April 27, 2017 · 0 Comments
By Mike Pickford
An Orangeville man convicted of first-degree murder for the 2013 slaying and dismemberment of one of his closest friends in a London hotel room has been granted publicly funded counsel for his appeal of the conviction.
Almost a year to the day since he was found guilty of butchering 20-year-old Alex Fraser, also an Orangeville resident, and stuffing his body parts into two hockey bags on a grizzly night in September 2013, James McCullough is arguing that evidence and testimony presented during his trial shouldn’t have been heard by the jury.
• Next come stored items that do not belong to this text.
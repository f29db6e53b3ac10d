// Copyright (c) 2025 Fabstir
// SPDX-License-Identifier: BUSL-1.1
//! Instance segmentation model (YOLOv8-seg)
//!
//! Each instance mask is assembled from the prototype masks, cropped to its box,
//! thresholded and traced into a polygon outline in original-image pixels.

use anyhow::{anyhow, Context, Result};
use image::{imageops::FilterType, DynamicImage, GenericImageView, GrayImage, ImageBuffer, Luma};
use imageproc::contours::{find_contours, BorderType};
use ndarray::{Array1, Array3, ArrayD, ArrayView1, Ix3};
use ort::session::Session;
use ort::value::Value;
use std::path::Path;
use std::sync::Mutex;
use tracing::{debug, info};

use super::geometry::{ImageSize, PixelBox, PixelPoint};
use super::preprocessing::{preprocess_for_yolo, Letterbox};
use super::session::{build_session, first_input_name, read_class_names};
use super::yolo::{
    anchor_count, decode_candidates, label_for, non_max_suppression, predictions_matrix,
    to_original_box, MAX_DETECTIONS,
};

/// Mask probability threshold
pub const MASK_THRESHOLD: f32 = 0.5;

/// A segmented instance in original-image pixels
#[derive(Debug, Clone, PartialEq)]
pub struct PixelInstance {
    pub label: String,
    pub class_id: usize,
    /// Confidence score (0.0-1.0)
    pub confidence: f32,
    pub bbox: PixelBox,
    /// Outline of the instance mask; `None` when the mask is empty
    pub polygon: Option<Vec<PixelPoint>>,
}

/// Black-box segmentation predictor
#[cfg_attr(test, mockall::automock)]
pub trait SegmentationPredictor: Send + Sync {
    /// Segment instances scoring at least `confidence`
    fn predict(&self, image: &DynamicImage, confidence: f32) -> Result<Vec<PixelInstance>>;
}

/// YOLOv8-seg ONNX model
pub struct YoloSegmenter {
    session: Mutex<Session>,
    input_name: String,
    class_names: Vec<String>,
    input_size: u32,
    iou_threshold: f32,
}

impl std::fmt::Debug for YoloSegmenter {
    fn fmt(&self, f: &mut std::fmt::Formatter<'_>) -> std::fmt::Result {
        f.debug_struct("YoloSegmenter")
            .field("input_name", &self.input_name)
            .field("class_names", &self.class_names)
            .field("input_size", &self.input_size)
            .finish_non_exhaustive()
    }
}

impl YoloSegmenter {
    /// Load a YOLOv8-seg export
    pub async fn new<P: AsRef<Path>>(model_path: P, input_size: u32, iou_threshold: f32) -> Result<Self> {
        let model_path = model_path.as_ref();
        info!("Loading segmentation model from {}", model_path.display());

        let session = build_session(model_path)?;
        if session.outputs.len() < 2 {
            anyhow::bail!(
                "Segmentation model {} must expose detection and prototype outputs, found {}",
                model_path.display(),
                session.outputs.len()
            );
        }
        let input_name = first_input_name(&session, "images");
        let class_names = read_class_names(&session).unwrap_or_default();
        debug!(
            "Segmentation model loaded - input: {}, classes: {:?}",
            input_name, class_names
        );

        Ok(Self {
            session: Mutex::new(session),
            input_name,
            class_names,
            input_size,
            iou_threshold,
        })
    }
}

impl SegmentationPredictor for YoloSegmenter {
    fn predict(&self, image: &DynamicImage, confidence: f32) -> Result<Vec<PixelInstance>> {
        let (width, height) = image.dimensions();
        let size = ImageSize::new(width, height);
        let (tensor, letterbox) = preprocess_for_yolo(image, self.input_size);
        let input_value = Value::from_array(tensor).context("Failed to create input tensor")?;

        let (raw, raw_protos): (ArrayD<f32>, ArrayD<f32>) = {
            let mut session = self
                .session
                .lock()
                .map_err(|_| anyhow!("Segmentation session lock poisoned"))?;
            let outputs = session
                .run(ort::inputs![&self.input_name => input_value])
                .context("Segmentation inference failed")?;
            let detections = outputs[0]
                .try_extract_array::<f32>()
                .context("Failed to extract detection output")?
                .to_owned();
            let protos = outputs[1]
                .try_extract_array::<f32>()
                .context("Failed to extract prototype output")?
                .to_owned();
            (detections, protos)
        };

        let protos = prototype_masks(raw_protos)?;
        let mask_dim = protos.shape()[0];
        let predictions = predictions_matrix(raw, Some(anchor_count(self.input_size)))?;
        let num_classes = predictions
            .nrows()
            .checked_sub(4 + mask_dim)
            .ok_or_else(|| anyhow!("Segmentation output has too few features"))?;

        let candidates = decode_candidates(predictions.view(), num_classes, confidence);
        let kept = non_max_suppression(candidates, self.iou_threshold, MAX_DETECTIONS);
        debug!("Segmentation kept {} instances", kept.len());

        let mut instances = Vec::with_capacity(kept.len());
        for candidate in kept {
            let column = predictions.column(candidate.anchor);
            let coeffs = column.slice(ndarray::s![4 + num_classes..4 + num_classes + mask_dim]);
            let polygon = instance_polygon(coeffs, &protos, &candidate.bbox, &letterbox, size)?;

            instances.push(PixelInstance {
                label: label_for(&self.class_names, candidate.class_id),
                class_id: candidate.class_id,
                confidence: candidate.confidence,
                bbox: to_original_box(&candidate.bbox, &letterbox, size),
                polygon,
            });
        }

        Ok(instances)
    }
}

/// Drop the batch axis of the `[1, nm, mh, mw]` prototype output
fn prototype_masks(raw: ArrayD<f32>) -> Result<Array3<f32>> {
    let shape = raw.shape().to_vec();
    if shape.len() != 4 || shape[0] != 1 {
        anyhow::bail!("Unexpected prototype output shape: {:?}", shape);
    }
    let protos = raw
        .index_axis_move(ndarray::Axis(0), 0)
        .into_dimensionality::<Ix3>()
        .map_err(|e| anyhow!("Unexpected prototype output rank: {}", e))?;
    Ok(protos)
}

/// Compute the mask for one instance and trace its largest outer contour.
///
/// `bbox` is in model-input space; the returned polygon is in original-image pixels.
pub fn instance_polygon(
    coeffs: ArrayView1<f32>,
    protos: &Array3<f32>,
    bbox: &PixelBox,
    letterbox: &Letterbox,
    size: ImageSize,
) -> Result<Option<Vec<PixelPoint>>> {
    let (mask_dim, mh, mw) = protos.dim();
    if coeffs.len() != mask_dim {
        anyhow::bail!(
            "Mask coefficient count {} does not match prototype count {}",
            coeffs.len(),
            mask_dim
        );
    }

    // sigmoid(coeffs . protos) at prototype resolution
    let flat = protos
        .view()
        .into_shape_with_order((mask_dim, mh * mw))
        .context("Failed to flatten prototype masks")?;
    let logits: Array1<f32> = coeffs.dot(&flat);
    let probabilities: Vec<f32> = logits.iter().map(|v| 1.0 / (1.0 + (-v).exp())).collect();

    let proto_mask: ImageBuffer<Luma<f32>, Vec<f32>> =
        ImageBuffer::from_raw(mw as u32, mh as u32, probabilities)
            .ok_or_else(|| anyhow!("Prototype mask buffer size mismatch"))?;

    let input_size = letterbox.input_size;
    let upsampled = image::imageops::resize(&proto_mask, input_size, input_size, FilterType::Triangle);

    // Binary mask cropped to the instance box
    let limit = input_size as f32;
    let x_start = bbox.x1.clamp(0.0, limit).floor() as u32;
    let y_start = bbox.y1.clamp(0.0, limit).floor() as u32;
    let x_end = bbox.x2.clamp(0.0, limit).ceil() as u32;
    let y_end = bbox.y2.clamp(0.0, limit).ceil() as u32;

    let mut binary = GrayImage::new(input_size, input_size);
    let mut filled = 0usize;
    for y in y_start..y_end {
        for x in x_start..x_end {
            if upsampled.get_pixel(x, y)[0] > MASK_THRESHOLD {
                binary.put_pixel(x, y, Luma([255u8]));
                filled += 1;
            }
        }
    }

    if filled == 0 {
        return Ok(None);
    }

    Ok(largest_outline(&binary).map(|points| {
        points
            .into_iter()
            .map(|(x, y)| {
                let (ox, oy) = letterbox.to_original(x as f32, y as f32);
                PixelPoint::new(
                    ox.clamp(0.0, size.width as f32),
                    oy.clamp(0.0, size.height as f32),
                )
            })
            .collect()
    }))
}

/// Points of the outer contour with the most vertices
fn largest_outline(binary: &GrayImage) -> Option<Vec<(i32, i32)>> {
    find_contours::<i32>(binary)
        .into_iter()
        .filter(|contour| contour.border_type == BorderType::Outer)
        .max_by_key(|contour| contour.points.len())
        .map(|contour| contour.points.into_iter().map(|p| (p.x, p.y)).collect())
}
While Mr. McCullough openly admitted in court to stabbing Mr. Fraser up to 29 times in the hotel room they were sharing in London, he and his trial counsel have consistently rejected any notion that the murder was carried out so he could fulfill a longstanding cannibalistic fantasy – something the prosecution continuously pushed during the 2016 trial.
The Crown pointed to a conversation the accused had with a psychiatric nurse in 2012 where he admitted to having killed cats and “cut up their insides”, indicating he would like to do the same things to a person after which he would “consider” eating their remains so as to take on the person’s “good qualities and muscles”. The prosecution also introduced rap lyrics the accused had written at some point prior to the murder where he called his favourite drink the “blood of a Jew”.
Superior Court Justice Renee Pomerance allowed the evidence to be presented despite ruling that the prosecution could not allege that Mr. McCullough had eaten part of Mr. Fraser’s body, calling the notion “too speculative”. Police say a piece of Mr. Fraser’s arm has never been found.
Throughout the course of the trial, the defence maintained that Mr. McCullough was “defending his manhood” in the 2013 attack after Mr. Fraser, who was intoxicated at the time, made unwanted sexual advances to the point of attempted sexual assault and as such asked the jury to consider a verdict of manslaughter or second-degree murder.
The main ground of appeal advanced by Toronto lawyer Catriona Verner was that Justice Pomerance should not have allowed the Crown to pursue its theories centred on cannibalism.
In agreeing that the appellant should have publicly funded representation at the appeal hearing, Appeal Court Justice Peter Lauwers found that Mr. McCullough has “reasonable grounds” to contest his convictions for first-degree murder and committing an indignity on a body, rejecting the Crown’s pleas that the appeal did not contain sufficient merit to warrant the appointment of counsel at the public’s expense.
“It is not my task to decide on the merits of the appeal, but only (to) determine whether they are arguable,” Justice Lauwers ruled.
“I am persuaded that the trial judge’s admission of the statements to (the nurse) and the rap lyrics gives rise to arguable grounds of appeal. This is particularly so given the relatively unsettled state of the law in relation to the admission of evidence of rap lyrics.”
The Appeal Court judge said the evidence “was laced with prejudicial references to cannibalism, made considerably more salient because some of the deceased’s tissue was missing.”
He went on to reject the Crown’s submission that Mr. McCullough could effectively present his appeal without the help of a lawyer, particularly since a letter from lawyer James Lockyer appealing Legal Aid Ontario’s refusal to fund the appeal argued the legal issues well.
“The stakes for the applicant in the appeal, with a conviction for first-degree murder, could not be higher. In my view, this appeal contemplates a complex and nuanced legal argument that requires careful excavation of the facts, the evidence, the jury charge and the law. The exercise would daunt many lawyers, let alone a lay person like the applicant, who is unsuited to the task by experience, education, capacity and personal disposition,” Justice Lauwers added.
Justice Lauwers then pointed to section 684(1) of the Criminal Code in designating that all legal fees and disbursements, including preparation for and attendance on the current motion, would be paid by the Attorney General.
No date has yet been set for the appeal, but it is expected that Mr. McCullough’s counsel will again argue that his client is guilty only of manslaughter or, at worst, second-degree murder, which would make him eligible to seek parole after as little as 10 years instead of the mandatory 25 years for first-degree murder.